◆ Problem statement
Please copy every line from the following entries in which the word "month" appears.

◆ Input data

use std::fmt::Display;
use std::str::FromStr;
use std::sync::LazyLock;

use chrono::{Datelike, NaiveDate};
use regex::Regex;
use serde::{Deserialize, Serialize};

use crate::constants::PRESENT;
use crate::error::{Error, Result};

static NUMERIC_DATE: LazyLock<Regex> = LazyLock::new(|| {
    Regex::new(r"^(\d{4})(?:-(\d{1,2}))?(?:-(\d{1,2}))?$").expect("valid date pattern")
});

/// A date attribute of an entry.
///
/// Numeric dates (`2024`, `2024-03`, `2024-03-15`) are parsed and validated,
/// `present` becomes the sentinel used to close open ranges, and anything
/// else is kept as free text and rendered verbatim.
#[derive(Debug, Clone, PartialEq, Eq, Serialize, Deserialize)]
#[serde(try_from = "RawDate", into = "String")]
pub enum DateValue {
    Present,
    Year(i32),
    YearMonth { year: i32, month: u32 },
    Day(NaiveDate),
    Text(String),
}

/// Shapes a date may take in YAML or JSON input.
#[derive(Deserialize)]
#[serde(untagged)]
enum RawDate {
    Int(i64),
    Str(String),
}

impl TryFrom<RawDate> for DateValue {
    type Error = Error;

    fn try_from(raw: RawDate) -> Result<Self> {
        match raw {
            RawDate::Int(year) => {
                i32::try_from(year).map(DateValue::Year).map_err(|_| Error::InvalidDate {
                    value: year.to_string(),
                    reason: "year out of range".into(),
                })
            }
            RawDate::Str(s) => s.parse(),
        }
    }
}

impl FromStr for DateValue {
    type Err = Error;

    fn from_str(s: &str) -> Result<Self> {
        let trimmed = s.trim();
        if trimmed.eq_ignore_ascii_case(PRESENT) {
            return Ok(DateValue::Present);
        }

        let Some(caps) = NUMERIC_DATE.captures(trimmed) else {
            return Ok(DateValue::Text(trimmed.to_string()));
        };

        let invalid = |reason: &str| Error::InvalidDate {
            value: trimmed.to_string(),
            reason: reason.to_string(),
        };

        let year: i32 = caps[1].parse().map_err(|_| invalid("year is not a number"))?;
        let month = caps.get(2).map(|m| m.as_str().parse::<u32>());
        let day = caps.get(3).map(|d| d.as_str().parse::<u32>());

        match (month, day) {
            (None, _) => Ok(DateValue::Year(year)),
            (Some(Ok(month)), None) => {
                if (1..=12).contains(&month) {
                    Ok(DateValue::YearMonth { year, month })
                } else {
                    Err(invalid("month out of range"))
                }
            }
            (Some(Ok(month)), Some(Ok(day))) => NaiveDate::from_ymd_opt(year, month, day)
                .map(DateValue::Day)
                .ok_or_else(|| invalid("not a calendar date")),
            _ => Err(invalid("malformed date")),
        }
    }
}

impl DateValue {
    /// Reads a date from an untyped document value. Returns `None` when the
    /// value is neither an integer nor a string.
    pub fn from_json(value: &serde_json::Value) -> Option<Result<Self>> {
        let raw = match value {
            serde_json::Value::Number(number) => RawDate::Int(number.as_i64()?),
            serde_json::Value::String(text) => RawDate::Str(text.clone()),
            _ => return None,
        };
        Some(Self::try_from(raw))
    }

    pub fn is_present(&self) -> bool {
        matches!(self, DateValue::Present)
    }

    /// Year-only dates carry no month, so time spans against them are
    /// counted in whole years.
    pub fn is_year_only(&self) -> bool {
        matches!(self, DateValue::Year(_))
    }

    /// Resolves the date to a calendar day. `present` becomes `current_date`,
    /// partial dates fall on the first day of their period and free text has
    /// no calendar day at all.
    pub fn resolve(&self, current_date: NaiveDate) -> Option<NaiveDate> {
        match self {
            DateValue::Present => Some(current_date),
            DateValue::Year(year) => NaiveDate::from_ymd_opt(*year, 1, 1),
            DateValue::YearMonth { year, month } => NaiveDate::from_ymd_opt(*year, *month, 1),
            DateValue::Day(date) => Some(*date),
            DateValue::Text(_) => None,
        }
    }

    pub fn year(&self, current_date: NaiveDate) -> Option<i32> {
        self.resolve(current_date).map(|d| d.year())
    }
}

impl Display for DateValue {
    fn fmt(&self, f: &mut std::fmt::Formatter<'_>) -> std::fmt::Result {
        match self {
            DateValue::Present => write!(f, "{PRESENT}"),
            DateValue::Year(year) => write!(f, "{year}"),
            DateValue::YearMonth { year, month } => write!(f, "{year}-{month:02}"),
            DateValue::Day(date) => write!(f, "{}", date.format("%Y-%m-%d")),
            DateValue::Text(text) => write!(f, "{text}"),
        }
    }
}

impl From<DateValue> for String {
    fn from(value: DateValue) -> Self {
        value.to_string()
    }
}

◆ Reply
    YearMonth { year: i32, month: u32 },
        let month = caps.get(2).map(|m| m.as_str().parse::<u32>());
        match (month, day) {
            (Some(Ok(month)), None) => {
                if (1..=12).contains(&month) {
                    Ok(DateValue::YearMonth { year, month })
                    Err(invalid("month out of range"))
            (Some(Ok(month)), Some(Ok(day))) => NaiveDate::from_ymd_opt(year, month, day)
    /// Year-only dates carry no month, so time spans against them are
            DateValue::YearMonth { year, month } => NaiveDate::from_ymd_opt(*year, *month, 1),
            DateValue::YearMonth { year, month } => write!(f, "{year}-{month:02}"),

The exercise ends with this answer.